The idea of higher taxes for people working from home was floated by a research team at Deutsche Bank (DB) which propose a tax on remote workers once the coronavirus is brought under control to support the economy.
It subsidies the wages of people in low-paid jobs who can't choose their place of work, reports CNN.
DB thematic Research Analyst, Luke Templeman proposed a work-from-home tax on 5 percent of wages. Employers would be responsible for the extra cost if they do not provide workers with permanent desks.
If workers choose to spend part of the week at home, however, the tax would be deducted from their paychecks on a per-diem basis.
The cost would be roughly equivalent to expenses tied to going into work, such as commuting and lunch, Templeman said.
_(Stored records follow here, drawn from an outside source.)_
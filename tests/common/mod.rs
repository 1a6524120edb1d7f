//! Shared fixtures for integration tests.
//!
//! A [`Sandbox`] is a bare `origin`, a main clone on `main`, and a teammate
//! clone used to move `origin/main` forward.

#![allow(dead_code)]

use std::path::{Path, PathBuf};
use std::process::Command;

use tempfile::TempDir;

pub struct Sandbox {
    root: TempDir,
    pub origin: PathBuf,
    pub main: PathBuf,
    pub teammate: PathBuf,
}

impl Sandbox {
    /// Create the three repositories with one shared commit on `main`.
    pub fn new() -> Self {
        let root = TempDir::new().expect("failed to create temp dir");
        let origin = root.path().join("origin.git");
        let main = root.path().join("app");
        let teammate = root.path().join("teammate");

        run_git(root.path(), &["init", "--bare", "-b", "main", "origin.git"]);

        run_git(root.path(), &["init", "-b", "main", "app"]);
        configure(&main);
        std::fs::write(main.join("README.md"), "# App\n").unwrap();
        run_git(&main, &["add", "README.md"]);
        run_git(&main, &["commit", "-m", "Initial commit"]);
        run_git(&main, &["remote", "add", "origin", origin.to_str().unwrap()]);
        run_git(&main, &["push", "-u", "origin", "main"]);

        run_git(
            root.path(),
            &["clone", origin.to_str().unwrap(), "teammate"],
        );
        configure(&teammate);

        Self {
            root,
            origin,
            main,
            teammate,
        }
    }

    /// Directory for a sibling of the main clone.
    pub fn path(&self, name: &str) -> PathBuf {
        self.root.path().join(name)
    }

    /// Add a linked worktree at `<root>/<name>` on a new branch from `main`.
    pub fn add_worktree(&self, name: &str, branch: &str) -> PathBuf {
        let path = self.path(name);
        run_git(
            &self.main,
            &["worktree", "add", "-b", branch, path.to_str().unwrap(), "main"],
        );
        path
    }

    /// Push `count` commits to `origin/main` from the teammate clone.
    pub fn advance_origin(&self, count: usize) {
        run_git(&self.teammate, &["pull", "--ff-only", "origin", "main"]);
        for i in 0..count {
            commit_file(
                &self.teammate,
                &format!("upstream-{}.txt", i),
                &format!("upstream {}\n", i),
                &format!("Upstream change {}", i),
            );
        }
        run_git(&self.teammate, &["push", "origin", "main"]);
    }

    /// Push one commit touching `path` to `origin/main`.
    pub fn push_upstream_change(&self, path: &str, content: &str) {
        run_git(&self.teammate, &["pull", "--ff-only", "origin", "main"]);
        commit_file(&self.teammate, path, content, &format!("Upstream edit of {}", path));
        run_git(&self.teammate, &["push", "origin", "main"]);
    }
}

/// Identity and editors so git never blocks on input.
fn configure(dir: &Path) {
    run_git(dir, &["config", "user.email", "test@example.com"]);
    run_git(dir, &["config", "user.name", "Test User"]);
    run_git(dir, &["config", "core.editor", "true"]);
    run_git(dir, &["config", "sequence.editor", "true"]);
}

/// Write a file and commit it.
pub fn commit_file(dir: &Path, path: &str, content: &str, message: &str) {
    std::fs::write(dir.join(path), content).unwrap();
    run_git(dir, &["add", path]);
    run_git(dir, &["commit", "-m", message]);
}

/// Resolve `rev` in `dir`.
pub fn rev_parse(dir: &Path, rev: &str) -> String {
    git_stdout(dir, &["rev-parse", rev])
}

/// Number of entries in `git stash list`.
pub fn stash_count(dir: &Path) -> usize {
    git_stdout(dir, &["stash", "list"]).lines().count()
}

/// Run a git command and return trimmed stdout.
pub fn git_stdout(dir: &Path, args: &[&str]) -> String {
    let output = Command::new("git")
        .args(args)
        .current_dir(dir)
        .output()
        .expect("git command failed");

    if !output.status.success() {
        panic!(
            "git {:?} failed: {}",
            args,
            String::from_utf8_lossy(&output.stderr)
        );
    }
    String::from_utf8(output.stdout).unwrap().trim().to_string()
}

/// Run a git command in the given directory.
pub fn run_git(dir: &Path, args: &[&str]) {
    git_stdout(dir, args);
}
Governments could spend the money the tax raises on grants for low-paid workers who aren't able to do their jobs remotely, he added.
A DB survey found that after the Covid-19 crisis has passed, 60% of people who started working from home during the pandemic want to continue doing so for two or more days a week.
For them, the financial benefits of not commuting, buying lunch or dressing for the office, plus the flexibility and convenience, outweigh the stress of having to juggle family and work or cope with a makeshift desk.
"For the first time in history, a big chunk of people have disconnected themselves from the face-to-face world yet are still leading a full economic life," said in a new report.
"That means remote workers are contributing less to the infrastructure of the economy whilst still receiving its benefits," he added.
"Many of these people are those who assumed the health risks of working during the pandemic and are far more 'essential' than their wage level suggests," Templeman said.
He estimates that such a tax could raise $48 billion per year in the United States, along with £6.9 billion ($9.1 billion) in the United Kingdom and €15.9 billion ($18.8 billion) in Germany.